--- START ---

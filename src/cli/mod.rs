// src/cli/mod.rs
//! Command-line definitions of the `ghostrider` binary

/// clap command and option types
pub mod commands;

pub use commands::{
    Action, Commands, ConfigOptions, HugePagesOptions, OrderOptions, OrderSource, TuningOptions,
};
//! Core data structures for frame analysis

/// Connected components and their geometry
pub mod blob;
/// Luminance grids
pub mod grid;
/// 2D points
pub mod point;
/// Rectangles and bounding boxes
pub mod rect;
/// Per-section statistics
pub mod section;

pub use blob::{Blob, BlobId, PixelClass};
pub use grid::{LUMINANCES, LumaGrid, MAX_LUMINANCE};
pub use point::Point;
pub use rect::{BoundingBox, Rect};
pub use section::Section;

--- END ---

◆ Work to complete
Pull every line with the string "section" out of the material.

◆ Task solution
/// Per-section statistics
pub mod section;
pub use section::Section;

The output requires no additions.